EXERCISE ▸
In the entries that follow, find the line containing "newline-delimited JSON bodies"; from there, copy every line exactly through the line containing "pub mod config;".

INPUT DATA ▸
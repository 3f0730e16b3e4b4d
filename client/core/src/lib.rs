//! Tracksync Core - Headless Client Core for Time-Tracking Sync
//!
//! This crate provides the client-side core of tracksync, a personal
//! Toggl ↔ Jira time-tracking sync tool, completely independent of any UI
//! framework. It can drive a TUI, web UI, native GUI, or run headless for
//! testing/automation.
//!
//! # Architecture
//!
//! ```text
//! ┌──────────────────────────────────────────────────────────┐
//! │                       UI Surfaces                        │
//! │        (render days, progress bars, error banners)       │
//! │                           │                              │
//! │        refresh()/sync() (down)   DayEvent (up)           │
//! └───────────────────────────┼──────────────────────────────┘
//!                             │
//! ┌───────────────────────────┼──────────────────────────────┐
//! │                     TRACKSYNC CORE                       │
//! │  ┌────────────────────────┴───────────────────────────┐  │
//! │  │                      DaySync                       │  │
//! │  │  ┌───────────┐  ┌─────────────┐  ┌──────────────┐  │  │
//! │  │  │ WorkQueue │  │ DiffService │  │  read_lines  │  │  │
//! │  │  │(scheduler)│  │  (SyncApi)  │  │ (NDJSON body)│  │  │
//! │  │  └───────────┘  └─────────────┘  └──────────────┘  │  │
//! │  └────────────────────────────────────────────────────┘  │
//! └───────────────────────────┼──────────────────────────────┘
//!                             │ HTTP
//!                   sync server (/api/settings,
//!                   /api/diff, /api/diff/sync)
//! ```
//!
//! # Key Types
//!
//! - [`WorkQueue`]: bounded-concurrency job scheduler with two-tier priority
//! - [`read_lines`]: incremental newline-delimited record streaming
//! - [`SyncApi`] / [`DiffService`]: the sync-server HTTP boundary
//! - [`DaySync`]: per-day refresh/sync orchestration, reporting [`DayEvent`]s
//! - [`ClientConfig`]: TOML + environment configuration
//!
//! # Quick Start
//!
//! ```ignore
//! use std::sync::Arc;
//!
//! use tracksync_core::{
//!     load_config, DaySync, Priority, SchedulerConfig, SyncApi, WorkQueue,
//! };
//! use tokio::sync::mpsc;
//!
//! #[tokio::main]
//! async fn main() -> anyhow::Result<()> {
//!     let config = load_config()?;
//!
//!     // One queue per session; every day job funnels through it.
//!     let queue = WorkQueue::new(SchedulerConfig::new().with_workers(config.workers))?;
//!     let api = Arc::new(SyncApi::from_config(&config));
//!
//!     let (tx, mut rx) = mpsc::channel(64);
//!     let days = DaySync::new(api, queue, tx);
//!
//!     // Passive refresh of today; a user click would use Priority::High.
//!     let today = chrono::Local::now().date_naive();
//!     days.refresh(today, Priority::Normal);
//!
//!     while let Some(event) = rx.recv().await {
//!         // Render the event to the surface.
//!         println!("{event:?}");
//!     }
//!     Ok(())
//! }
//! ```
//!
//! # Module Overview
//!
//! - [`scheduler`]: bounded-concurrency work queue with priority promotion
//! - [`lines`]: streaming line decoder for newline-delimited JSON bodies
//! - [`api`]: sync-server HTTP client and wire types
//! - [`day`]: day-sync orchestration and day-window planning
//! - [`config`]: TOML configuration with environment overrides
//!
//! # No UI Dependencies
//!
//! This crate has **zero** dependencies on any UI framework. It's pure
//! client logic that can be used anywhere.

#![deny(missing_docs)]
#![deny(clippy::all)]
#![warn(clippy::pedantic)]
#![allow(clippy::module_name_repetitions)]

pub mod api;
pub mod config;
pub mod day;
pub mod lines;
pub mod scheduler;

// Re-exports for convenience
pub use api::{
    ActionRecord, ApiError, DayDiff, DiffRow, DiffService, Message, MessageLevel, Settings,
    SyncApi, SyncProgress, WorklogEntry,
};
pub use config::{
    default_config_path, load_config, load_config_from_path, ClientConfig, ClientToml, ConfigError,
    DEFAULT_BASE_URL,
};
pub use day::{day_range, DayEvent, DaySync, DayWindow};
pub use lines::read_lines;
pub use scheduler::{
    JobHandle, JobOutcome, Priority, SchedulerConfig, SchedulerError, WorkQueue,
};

RESULT FOR THIS TASK ▸
//! - [`lines`]: streaming line decoder for newline-delimited JSON bodies
//! - [`api`]: sync-server HTTP client and wire types
//! - [`day`]: day-sync orchestration and day-window planning
//! - [`config`]: TOML configuration with environment overrides
//!
//! # No UI Dependencies
//!
//! This crate has **zero** dependencies on any UI framework. It's pure
//! client logic that can be used anywhere.

#![deny(missing_docs)]
#![deny(clippy::all)]
#![warn(clippy::pedantic)]
#![allow(clippy::module_name_repetitions)]

pub mod api;
pub mod config;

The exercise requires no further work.